> _Required work_
From the first line of the records down to the one that holds "pub struct MiningEngine", transcribe each line exactly and add nothing.

○ ○ ○

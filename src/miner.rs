//! The mining engine: builds candidate blocks over the mempool, runs the
//! proof-of-work search cooperatively, and commits solved blocks through
//! the shared writer lock.

use crate::node::{Announcement, AnnouncementSender, SharedState};
use crate::snapshot::SnapshotStore;
use cosmos_core::{Block, Transaction, MAX_BLOCK_TRANSACTIONS, POW_ROUND_ATTEMPTS};
use shared::{BlockchainError, Result};
use std::collections::VecDeque;
use std::sync::atomic::{AtomicBool, Ordering};
use std::sync::{Arc, Mutex};
use std::time::{Duration, Instant};
use tracing::{debug, info, warn};

/// Span over which the rolling hash rate is measured.
const RATE_WINDOW: Duration = Duration::from_secs(10);

/// Engine lifecycle. `stop()` flips Mining into Stopping; the loop observes
/// the flag at its next yield and lands back in Stopped.
#[derive(Debug, Clone, Copy, PartialEq, Eq)]
pub enum MiningState {
    Stopped,
    Starting,
    Mining,
    Stopping,
}

/// Point-in-time counters surfaced through the status call.
#[derive(Debug, Clone, Copy)]
pub struct EngineStatistics {
    pub total_hashes: u64,
    pub blocks_mined: u64,
    pub hash_rate: f64,
    pub average_block_time_ms: u64,
    pub uptime_ms: u64,
}

#[derive(Debug, Default)]
struct StatsInner {
    total_hashes: u64,
    blocks_mined: u64,
    started_at: Option<Instant>,
    window: VecDeque<(Instant, u64)>,
    block_time_sum_ms: u64,
    last_block_at: Option<Instant>,
}

pub struct MiningEngine {
    state: SharedState,
    store: SnapshotStore,
    announce: AnnouncementSender,
    phase: Mutex<MiningState>,
    cancel: AtomicBool,
    stats: Mutex<StatsInner>,
}

impl MiningEngine {
    #[must_use]
    pub fn new(state: SharedState, store: SnapshotStore, announce: AnnouncementSender) -> Self {
        Self {
            state,
            store,
            announce,
            phase: Mutex::new(MiningState::Stopped),
            cancel: AtomicBool::new(false),
            stats: Mutex::new(StatsInner::default()),
        }
    }

    /// Spawns the mining loop.
    ///
    /// # Errors
    ///
    /// Refuses with [`BlockchainError::AlreadyMining`] when a loop already
    /// runs, or [`BlockchainError::EmptyMempool`] when nothing is pending.
    pub async fn start(self: &Arc<Self>) -> Result<()> {
        {
            let mut phase = self.phase.lock().unwrap();
            if *phase != MiningState::Stopped {
                return Err(BlockchainError::AlreadyMining);
            }
            *phase = MiningState::Starting;
        }
        if self.state.read().await.mempool.is_empty() {
            *self.phase.lock().unwrap() = MiningState::Stopped;
            return Err(BlockchainError::EmptyMempool);
        }

        self.cancel.store(false, Ordering::SeqCst);
        {
            let mut stats = self.stats.lock().unwrap();
            if stats.started_at.is_none() {
                stats.started_at = Some(Instant::now());
            }
        }

        let engine = Arc::clone(self);
        tokio::spawn(async move {
            *engine.phase.lock().unwrap() = MiningState::Mining;
            info!("mining started");
            if let Err(e) = engine.run().await {
                warn!("mining loop aborted: {e}");
            }
            *engine.phase.lock().unwrap() = MiningState::Stopped;
            info!("mining stopped");
        });
        Ok(())
    }

    /// Requests a stop. The flag is observed at the loop's next yield; the
    /// in-flight proof-of-work round is abandoned, not completed.
    pub fn stop(&self) {
        let mut phase = self.phase.lock().unwrap();
        if matches!(*phase, MiningState::Starting | MiningState::Mining) {
            *phase = MiningState::Stopping;
            self.cancel.store(true, Ordering::SeqCst);
        }
    }

    #[must_use]
    pub fn is_active(&self) -> bool {
        matches!(
            *self.phase.lock().unwrap(),
            MiningState::Starting | MiningState::Mining
        )
    }

    #[must_use]
    pub fn phase(&self) -> MiningState {
        *self.phase.lock().unwrap()
    }

    /// Zeroes the counters without interrupting a running loop.
    pub fn reset_statistics(&self) {
        *self.stats.lock().unwrap() = StatsInner {
            started_at: Some(Instant::now()),
            ..StatsInner::default()
        };
    }

    #[must_use]
    pub fn statistics(&self) -> EngineStatistics {
        let stats = self.stats.lock().unwrap();
        let hash_rate = match (stats.window.front(), stats.window.len()) {
            (Some((oldest, _)), n) if n > 0 => {
                let span = oldest.elapsed().as_secs_f64().max(0.001);
                #[allow(clippy::cast_precision_loss)]
                let hashes: f64 = stats.window.iter().map(|(_, n)| *n as f64).sum();
                hashes / span
            }
            _ => 0.0,
        };
        let average_block_time_ms = if stats.blocks_mined > 0 {
            stats.block_time_sum_ms / stats.blocks_mined
        } else {
            0
        };
        EngineStatistics {
            total_hashes: stats.total_hashes,
            blocks_mined: stats.blocks_mined,
            hash_rate,
            average_block_time_ms,
            uptime_ms: stats
                .started_at
                .map_or(0, |t| u64::try_from(t.elapsed().as_millis()).unwrap_or(u64::MAX)),
        }
    }

    async fn run(&self) -> Result<()> {
        loop {
            if self.cancel.load(Ordering::SeqCst) {
                break;
            }
            let Some((mut candidate, difficulty)) = self.assemble_candidate().await? else {
                info!("mempool drained, mining stops");
                break;
            };
            if self.search(&mut candidate, difficulty).await? {
                self.commit(candidate).await;
            }
        }
        Ok(())
    }

    /// Builds the next candidate under a read lock: the coinbase paying the
    /// miner `base_reward + fees`, followed by the fee-sorted admissible
    /// selection.
    async fn assemble_candidate(&self) -> Result<Option<(Block, u32)>> {
        let state = self.state.read().await;
        if state.mempool.is_empty() {
            return Ok(None);
        }
        let selected = state
            .mempool
            .select_for_block(MAX_BLOCK_TRANSACTIONS, state.chain.utxo());
        if selected.is_empty() {
            return Ok(None);
        }
        let fees: u64 = selected.iter().map(Transaction::fee).sum();
        let coinbase = Transaction::coinbase(state.keys.address(), state.mining_reward + fees)?;
        let mut transactions = Vec::with_capacity(selected.len() + 1);
        transactions.push(coinbase);
        transactions.extend(selected);

        let tip = state.chain.latest();
        let block = Block::new(
            tip.index + 1,
            tip.hash.clone(),
            chrono::Utc::now().timestamp_millis(),
            transactions,
        )?;
        Ok(Some((block, state.chain.difficulty())))
    }

    /// Runs bounded proof-of-work rounds, yielding between them so
    /// cancellation and inbound gossip stay responsive. No lock is held
    /// during a round. Returns false when cancelled or when the tip
    /// advanced under the candidate.
    async fn search(&self, block: &mut Block, difficulty: u32) -> Result<bool> {
        loop {
            if self.cancel.load(Ordering::SeqCst) {
                return Ok(false);
            }
            let nonce_before = block.nonce;
            let solved = block.pow_round(difficulty, POW_ROUND_ATTEMPTS)?;
            self.record_hashes(block.nonce - nonce_before);
            if solved {
                return Ok(true);
            }
            if let Ok(state) = self.state.try_read() {
                if state.chain.latest().hash != block.previous_hash {
                    debug!("tip advanced during the search, abandoning candidate");
                    return Ok(false);
                }
            }
            tokio::task::yield_now().await;
        }
    }

    /// Re-validates against the current tip and commits: append, mempool
    /// cleanup, snapshot, announcement. Failures are logged, never fatal to
    /// the loop.
    async fn commit(&self, block: Block) {
        let mut state = self.state.write().await;
        if state.chain.latest().hash != block.previous_hash {
            debug!("tip advanced before commit, discarding solved block");
            return;
        }
        if let Err(e) = state.chain.try_append(block.clone()) {
            warn!("solved block no longer validates: {e}");
            return;
        }
        state.mempool.remove_included(&block);
        if let Err(e) = self.store.save(&state) {
            warn!("snapshot write failed: {e}");
        }
        drop(state);

        self.record_block();
        info!("mined block {} ({})", block.index, block.hash);
        let _ = self.announce.send(Announcement::Block(block));
    }

    fn record_hashes(&self, hashes: u64) {
        let mut stats = self.stats.lock().unwrap();
        stats.total_hashes += hashes;
        let now = Instant::now();
        stats.window.push_back((now, hashes));
        while let Some((at, _)) = stats.window.front() {
            if now.duration_since(*at) > RATE_WINDOW {
                stats.window.pop_front();
            } else {
                break;
            }
        }
    }

    fn record_block(&self) {
        let mut stats = self.stats.lock().unwrap();
        let now = Instant::now();
        let since = stats.last_block_at.or(stats.started_at);
        if let Some(at) = since {
            stats.block_time_sum_ms +=
                u64::try_from(now.duration_since(at).as_millis()).unwrap_or(u64::MAX);
        }
        stats.last_block_at = Some(now);
        stats.blocks_mined += 1;
    }
}
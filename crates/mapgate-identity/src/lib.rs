//! Identity checks for Mapgate.
//!
//! Two gates sit in front of every map request:
//!
//! 1. **Privileged requests**: is this an editor/admin request carrying
//!    the configured secret? ([`RequestAuthorizer`])
//! 2. **Username format**: is the claimed player identity well-formed?
//!    ([`validate_username`], [`Username`]) Privileged callers skip this.
//!
//! # How it fits in the stack
//!
//! ```text
//! Gatekeeper (above)  ← combines both gates into an admission decision
//!     ↕
//! Identity Layer (this crate)  ← pure predicates over request data
//! ```

mod error;
mod request;
mod username;

pub use error::IdentityError;
pub use request::{AUTH_HEADER, EDIT_HEADER, RequestAuthorizer, RequestMetadata};
pub use username::{
    USERNAME_LEN, Username, generate_username, short_name, validate_username,
};
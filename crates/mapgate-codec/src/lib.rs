//! Identity codec for Mapgate.
//!
//! Player identifiers never cross the wire in plain form. This crate
//! provides the reversible transform used at that boundary:
//!
//! - **Codec** ([`Codec`] trait, [`SubstitutionCodec`]) — the transform
//!   itself.
//! - **Table** ([`DECODE_TABLE`], [`alphabet`], [`ALPHABET_VERSION`]) —
//!   the persisted alphabet the transform is derived from.
//! - **Errors** ([`CodecError`]) — unmapped characters and malformed
//!   encodings.
//!
//! # Architecture
//!
//! ```text
//! plain identity ──encode──→ wire string ──decode──→ plain identity
//! ```

mod codec;
mod error;
mod table;

pub use codec::{Codec, SubstitutionCodec};
pub use error::CodecError;
pub use table::{ALPHABET_VERSION, DECODE_TABLE, alphabet};
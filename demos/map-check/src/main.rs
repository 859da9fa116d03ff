//! map-check: ask a Mapgate config who may load what.
//!
//! ```text
//! map-check --config mapgate.json check summit -t hub_clear -t forest_clear
//! map-check --config mapgate.json mixing forest
//! map-check encode player_1
//! map-check username
//! ```

use std::path::{Path, PathBuf};

use anyhow::{Context, Result};
use clap::{Parser, Subcommand};
use mapgate::prelude::*;
use mapgate::{Codec, SubstitutionCodec, generate_username};
use serde::Serialize;
use tracing_subscriber::{EnvFilter, layer::SubscriberExt, util::SubscriberInitExt};

#[derive(Parser)]
#[command(name = "map-check")]
#[command(about = "Check map access against a Mapgate config")]
#[command(version)]
struct Cli {
    #[command(subcommand)]
    command: Commands,

    /// Gatekeeper config file
    #[arg(long, env = "MAPGATE_CONFIG", global = true, default_value = "mapgate.json")]
    config: PathBuf,
}

#[derive(Subcommand)]
enum Commands {
    /// Decide whether a player holding the given tokens may load a map
    Check {
        /// Map to check
        map: String,

        /// A held token (can be repeated)
        #[arg(short, long = "token")]
        tokens: Vec<String>,
    },

    /// Show the mixing group a map belongs to
    Mixing {
        /// Map to look up
        map: String,
    },

    /// Encode an identity for the wire
    Encode { plain: String },

    /// Decode a wire identity
    Decode { encoded: String },

    /// Generate a random, valid username
    Username,
}

// ---------------------------------------------------------------------------
// Output
// ---------------------------------------------------------------------------

#[derive(Serialize)]
struct CheckReport<'a> {
    map: &'a str,
    own_token: bool,
    full_chain: bool,
    #[serde(skip_serializing_if = "Option::is_none")]
    reason: Option<String>,
    misconfigured: bool,
}

#[tokio::main]
async fn main() -> Result<()> {
    tracing_subscriber::registry()
        .with(EnvFilter::try_from_default_env().unwrap_or_else(|_| EnvFilter::new("info")))
        .with(tracing_subscriber::fmt::layer().without_time())
        .init();

    let cli = Cli::parse();

    match cli.command {
        Commands::Check { map, tokens } => {
            let gate = load(&cli.config).await?;
            let held: HeldTokens = tokens.into_iter().collect();
            let denial = gate.evaluate(&map, &held).err();

            let report = CheckReport {
                map: &map,
                own_token: gate.has_token_for_map(&map, &held),
                full_chain: denial.is_none(),
                misconfigured: denial.as_ref().is_some_and(ChainDenial::is_misconfiguration),
                reason: denial.map(|d| d.to_string()),
            };
            println!("{}", serde_json::to_string_pretty(&report)?);
        }
        Commands::Mixing { map } => {
            let gate = load(&cli.config).await?;
            let group = gate.mixing_for_map(&map);
            println!("{}", serde_json::to_string(&*group)?);
        }
        Commands::Encode { plain } => {
            let encoded = SubstitutionCodec
                .encode(&plain)
                .context("identity contains characters outside the alphabet")?;
            println!("{encoded}");
        }
        Commands::Decode { encoded } => {
            let plain = SubstitutionCodec
                .decode(&encoded)
                .context("not a valid encoded identity")?;
            println!("{plain}");
        }
        Commands::Username => {
            println!("{}", generate_username());
        }
    }

    Ok(())
}

async fn load(path: &Path) -> Result<Gatekeeper> {
    tracing::debug!(path = %path.display(), "reading config");
    Gatekeeper::load(path)
        .await
        .with_context(|| format!("failed to load gatekeeper from {}", path.display()))
}
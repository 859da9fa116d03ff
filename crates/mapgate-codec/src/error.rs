//! Error types for the codec layer.
//!
//! Unlike the authorization predicates, the codec never hides a failure.
//! A character outside the alphabet is a caller bug, and encoding it
//! anyway would corrupt the stored value.

/// Errors that can occur while encoding or decoding.
#[derive(Debug, Clone, PartialEq, Eq, thiserror::Error)]
pub enum CodecError {
    /// The plaintext contains a character the alphabet has no code for.
    ///
    /// `position` is the character index (not the byte index) within the
    /// input, which is what you want when pointing at it in a log line.
    #[error("character {ch:?} at position {position} has no code")]
    InvalidCharacter { ch: char, position: usize },

    /// A two-character group in the encoded input is not a known code.
    #[error("unknown code {code:?} at position {position}")]
    UnknownCode { code: String, position: usize },

    /// Encoded input must consist of whole two-character codes.
    #[error("encoded input has odd length {len}")]
    TruncatedInput { len: usize },
}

○ ○ ○

> _Result of the exercise_
filename src/miner.rs
//! The mining engine: builds candidate blocks over the mempool, runs the
//! proof-of-work search cooperatively, and commits solved blocks through
//! the shared writer lock.

use crate::node::{Announcement, AnnouncementSender, SharedState};
use crate::snapshot::SnapshotStore;
use cosmos_core::{Block, Transaction, MAX_BLOCK_TRANSACTIONS, POW_ROUND_ATTEMPTS};
use shared::{BlockchainError, Result};
use std::collections::VecDeque;
use std::sync::atomic::{AtomicBool, Ordering};
use std::sync::{Arc, Mutex};
use std::time::{Duration, Instant};
use tracing::{debug, info, warn};

/// Span over which the rolling hash rate is measured.
const RATE_WINDOW: Duration = Duration::from_secs(10);

/// Engine lifecycle. `stop()` flips Mining into Stopping; the loop observes
/// the flag at its next yield and lands back in Stopped.
#[derive(Debug, Clone, Copy, PartialEq, Eq)]
pub enum MiningState {
    Stopped,
    Starting,
    Mining,
    Stopping,
}

/// Point-in-time counters surfaced through the status call.
#[derive(Debug, Clone, Copy)]
pub struct EngineStatistics {
    pub total_hashes: u64,
    pub blocks_mined: u64,
    pub hash_rate: f64,
    pub average_block_time_ms: u64,
    pub uptime_ms: u64,
}

#[derive(Debug, Default)]
struct StatsInner {
    total_hashes: u64,
    blocks_mined: u64,
    started_at: Option<Instant>,
    window: VecDeque<(Instant, u64)>,
    block_time_sum_ms: u64,
    last_block_at: Option<Instant>,
}

pub struct MiningEngine {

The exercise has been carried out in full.